Launching last night at 12:03 am PT (08:03 UTC) from Space Launch Complex 4 East at Vandenberg Space Base in California, a Falcon 9 delivered one other batch of twenty-two Starlink satellites into orbit.
This mission marked the 91st orbital launch of the yr for the corporate. 22 Starlink satellites were inserted right into a 53-degree orbital inclination and separated from the 2nd stage just over an hour after lift-off.
![](https://www.teslarati.com/wp-content/uploads/2023/12/GA0L9DsaEAAQbwN-1-scaled.jpg)
The midnight launch of the Starlink Group 7-8 mission (Credit SpaceX)
Now here is where I might normally place the lift-off clip from X, but during last night’s launch, the stream didn’t work through the launch and only picked up the mission some 20 seconds into flight with bad buffering and, as of now, continues to be having issues on X to replay the mission.
So here’s a quick recap, the rocket launched on time, passed through maximum dynamic pressure (Max Q), and accomplished stage separation, at which point the Falcon 9 first stage began its journey back, and the 2nd stage continued into orbit.
As for the primary stage, it was Booster 1071 that delivered the Starlinks into orbit. It accomplished its thirteenth trip after previously launching 6 Starlink missions, 2 top secret spy satellites, 2 Transporter missions, 1 science mission for CNES, NASA, and CSA, and the SARah-1 mission.
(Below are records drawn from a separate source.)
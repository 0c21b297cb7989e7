//! Purpose: `ccf` CLI entry point.
//! Role: Binary crate root; parses args, runs commands, emits JSON on stdout.
//! Invariants: Commands emit stable stdout formats (human or JSON by command/flags).
//! Invariants: Non-interactive errors are emitted as JSON on stderr.
//! Invariants: Process exit code is derived from `api::to_exit_code`.
//! Invariants: Diagnostics go through `tracing` to stderr; stdout stays machine-readable.
#![allow(clippy::result_large_err)]
use std::error::Error as StdError;
use std::io::{self, IsTerminal};
use std::path::{Path, PathBuf};

use clap::{
    CommandFactory, Parser, Subcommand, ValueEnum, ValueHint, error::ErrorKind as ClapErrorKind,
};
use clap_complete::aot::Shell;
use serde_json::{Map, Value, json};
use tracing_subscriber::EnvFilter;

mod command_dispatch;
mod report_json;
mod table;

use ccf::api::{
    DEFAULT_LEVEL, Error, ErrorKind, Reader, ValidationReport, ValidationStatus, to_exit_code,
};

#[derive(Copy, Clone, Debug)]
struct RunOutcome {
    exit_code: i32,
}

impl RunOutcome {
    fn ok() -> Self {
        Self { exit_code: 0 }
    }

    fn with_code(exit_code: i32) -> Self {
        Self { exit_code }
    }
}

fn main() {
    let exit_code = match run() {
        Ok(outcome) => outcome.exit_code,
        Err((err, color_mode)) => {
            emit_error(&err, color_mode);
            to_exit_code(err.kind())
        }
    };
    std::process::exit(exit_code);
}

fn run() -> Result<RunOutcome, (Error, ColorMode)> {
    let cli = match Cli::try_parse() {
        Ok(cli) => cli,
        Err(err) => match err.kind() {
            ClapErrorKind::DisplayHelp
            | ClapErrorKind::DisplayVersion
            | ClapErrorKind::DisplayHelpOnMissingArgumentOrSubcommand => {
                err.print().map_err(|io_err| {
                    (
                        Error::new(ErrorKind::Io)
                            .with_message("failed to write help")
                            .with_source(io_err),
                        ColorMode::Auto,
                    )
                })?;
                let exit_code = if matches!(
                    err.kind(),
                    ClapErrorKind::DisplayHelpOnMissingArgumentOrSubcommand
                ) {
                    2
                } else {
                    0
                };
                return Ok(RunOutcome::with_code(exit_code));
            }
            _ => {
                return Err((
                    Error::new(ErrorKind::Usage)
                        .with_message(clap_error_summary(&err))
                        .with_hint(clap_error_hint(&err)),
                    ColorMode::Auto,
                ));
            }
        },
    };

    init_tracing();
    let color_mode = cli.color;

    command_dispatch::dispatch_command(cli.command, color_mode)
        .map_err(add_corrupt_hint)
        .map_err(add_io_hint)
        .map_err(add_internal_hint)
        .map_err(|err| (err, color_mode))
}

fn init_tracing() {
    let env_filter = EnvFilter::try_from_default_env().unwrap_or_else(|_| EnvFilter::new("warn"));
    let _ = tracing_subscriber::fmt()
        .with_env_filter(env_filter)
        .with_writer(io::stderr)
        .with_target(false)
        .try_init();
}

#[derive(Parser)]
#[command(
    name = "ccf",
    version,
    about = "Compact columnar files for tabular data",
    long_about = None,
    before_help = r#"A .ccf file stores each column as its own compressed block,
so reading a few columns never touches the rest.

Mental model:
  - `pack` turns a delimited text table into a .ccf file
  - `unpack` turns a .ccf file (or some of its columns) back into a table
  - `inspect` shows the schema without decoding any column
"#,
    after_help = r#"EXAMPLES
  $ ccf pack people.csv people.ccf
  $ ccf inspect people.ccf
  $ ccf unpack people.ccf names.csv --columns name
  $ ccf verify people.ccf

LEARN MORE
  $ ccf <command> --help
  Set RUST_LOG=debug to trace per-column encode/decode on stderr."#
)]
struct Cli {
    #[arg(
        long,
        value_enum,
        default_value = "auto",
        global = true,
        help = "Colorize output (auto|always|never)"
    )]
    color: ColorMode,

    #[command(subcommand)]
    command: Command,
}

#[derive(Copy, Clone, Debug, ValueEnum)]
enum ColorMode {
    Auto,
    Always,
    Never,
}

impl ColorMode {
    fn use_color(self, is_tty: bool) -> bool {
        match self {
            ColorMode::Auto => is_tty,
            ColorMode::Always => true,
            ColorMode::Never => false,
        }
    }
}

#[derive(Subcommand)]
enum Command {
    #[command(
        arg_required_else_help = true,
        about = "Pack a delimited text table into a .ccf file",
        long_about = r#"Read a delimited text table and write it as a .ccf file.

The first record is the header row. Each column is typed as int, float,
or string from its values, then compressed independently.
An input with no records produces a file with zero columns and zero rows."#,
        after_help = r#"EXAMPLES
  $ ccf pack people.csv people.ccf
  $ ccf pack people.tsv people.ccf --delimiter '\t'
  $ ccf pack big.csv big.ccf --level 9

NOTES
  - Existing output files are overwritten.
  - Header names must be unique."#
    )]
    Pack {
        #[arg(help = "Input text table", value_hint = ValueHint::FilePath)]
        input: PathBuf,
        #[arg(help = "Output .ccf file", value_hint = ValueHint::FilePath)]
        output: PathBuf,
        #[arg(
            long,
            default_value = ",",
            value_parser = parse_delimiter,
            help = "Field delimiter (one ASCII character, `\\t` for tab)"
        )]
        delimiter: char,
        #[arg(long, default_value_t = DEFAULT_LEVEL, help = "zlib compression level (0-9)")]
        level: u32,
    },
    #[command(
        arg_required_else_help = true,
        about = "Unpack a .ccf file into a delimited text table",
        long_about = r#"Decode a .ccf file back into a delimited text table.

With --columns, only the named columns are read from disk, and they
are written in the order given."#,
        after_help = r#"EXAMPLES
  $ ccf unpack people.ccf people.csv
  $ ccf unpack people.ccf subset.csv --columns score,name"#
    )]
    Unpack {
        #[arg(help = "Input .ccf file", value_hint = ValueHint::FilePath)]
        input: PathBuf,
        #[arg(help = "Output text table", value_hint = ValueHint::FilePath)]
        output: PathBuf,
        #[arg(long, value_delimiter = ',', help = "Columns to extract, comma-separated")]
        columns: Option<Vec<String>>,
        #[arg(
            long,
            default_value = ",",
            value_parser = parse_delimiter,
            help = "Field delimiter (one ASCII character, `\\t` for tab)"
        )]
        delimiter: char,
    },
    #[command(
        arg_required_else_help = true,
        about = "Show the schema and layout of a .ccf file",
        long_about = r#"Print version, row count, and per-column name, type, and sizes.

Only the header, schema, and metadata table are read."#,
        after_help = r#"EXAMPLES
  $ ccf inspect people.ccf
  $ ccf inspect people.ccf --json"#
    )]
    Inspect {
        #[arg(help = "Input .ccf file", value_hint = ValueHint::FilePath)]
        input: PathBuf,
        #[arg(long, help = "Emit JSON instead of a human-readable table")]
        json: bool,
    },
    #[command(
        arg_required_else_help = true,
        about = "Decode every column and report integrity issues",
        after_help = r#"EXAMPLES
  $ ccf verify people.ccf
  $ ccf verify people.ccf --json

NOTES
  - Exits nonzero when corruption is detected."#
    )]
    Verify {
        #[arg(help = "Input .ccf file", value_hint = ValueHint::FilePath)]
        input: PathBuf,
        #[arg(long, help = "Emit JSON instead of human-readable output")]
        json: bool,
    },
    #[command(
        about = "Print version info as JSON",
        after_help = r#"EXAMPLES
  $ ccf version"#
    )]
    Version,
    #[command(
        arg_required_else_help = true,
        about = "Generate shell completions",
        after_help = r#"EXAMPLES
  $ ccf completion bash > ~/.local/share/bash-completion/completions/ccf
  $ ccf completion zsh > ~/.zfunc/_ccf
  $ ccf completion fish > ~/.config/fish/completions/ccf.fish"#
    )]
    Completion {
        #[arg(help = "Shell to generate completions for")]
        shell: Shell,
    },
}

fn parse_delimiter(raw: &str) -> Result<char, String> {
    match raw {
        "\\t" | "tab" => return Ok('\t'),
        _ => {}
    }
    let mut chars = raw.chars();
    match (chars.next(), chars.next()) {
        (Some(ch), None) if ch.is_ascii() => Ok(ch),
        _ => Err(format!("expected a single ASCII character, got {raw:?}")),
    }
}

/// Fails with an `Io` error before any format code runs if `path` is missing.
fn require_input(path: &Path) -> Result<(), Error> {
    if path.is_file() {
        return Ok(());
    }
    let message = if path.exists() {
        "input is not a regular file"
    } else {
        "input file not found"
    };
    Err(Error::new(ErrorKind::Io)
        .with_message(message)
        .with_path(path)
        .with_hint("Check the path and try again."))
}

fn add_io_hint(err: Error) -> Error {
    if err.kind() != ErrorKind::Io || err.hint().is_some() {
        return err;
    }
    err.with_hint("I/O error. Check the path, permissions, and disk space.")
}

fn add_corrupt_hint(err: Error) -> Error {
    if err.kind() != ErrorKind::Corrupt || err.hint().is_some() {
        return err;
    }
    err.with_hint(
        "File appears corrupt. Run `ccf verify` for details, or repack from the source table.",
    )
}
Falcon 9’s first stage has landed on the Of Course I Still Love You droneship pic.twitter.com/eN5gAeEDq0
— SpaceX (@SpaceX) December 8, 2023
B1071 made one other successful landing on the droneship “Of Course I Still Love You” eight and a half minutes after launch. The booster had a 27-day turnaround since its last mission, a bit quicker than average due to that mission landing at landing zone 4 as a substitute of a droneship. The launch site had a turnaround time of just ~6.5 and half days, making it certainly one of the fastest, if not the fastest time between launches for SpaceX from Vandenberg. Shortening that point a bit further will enable them to extend their launch cadence next yr.
Next up is the Falcon Heavy OTV-7 (X-37B spaceplane) mission, which SpaceX has yet to substantiate, but Space Systems Command public affairs in a press release showed a launch time at 8:14 pm ET (01:14 UTC) with a 10-minute launch window on December tenth.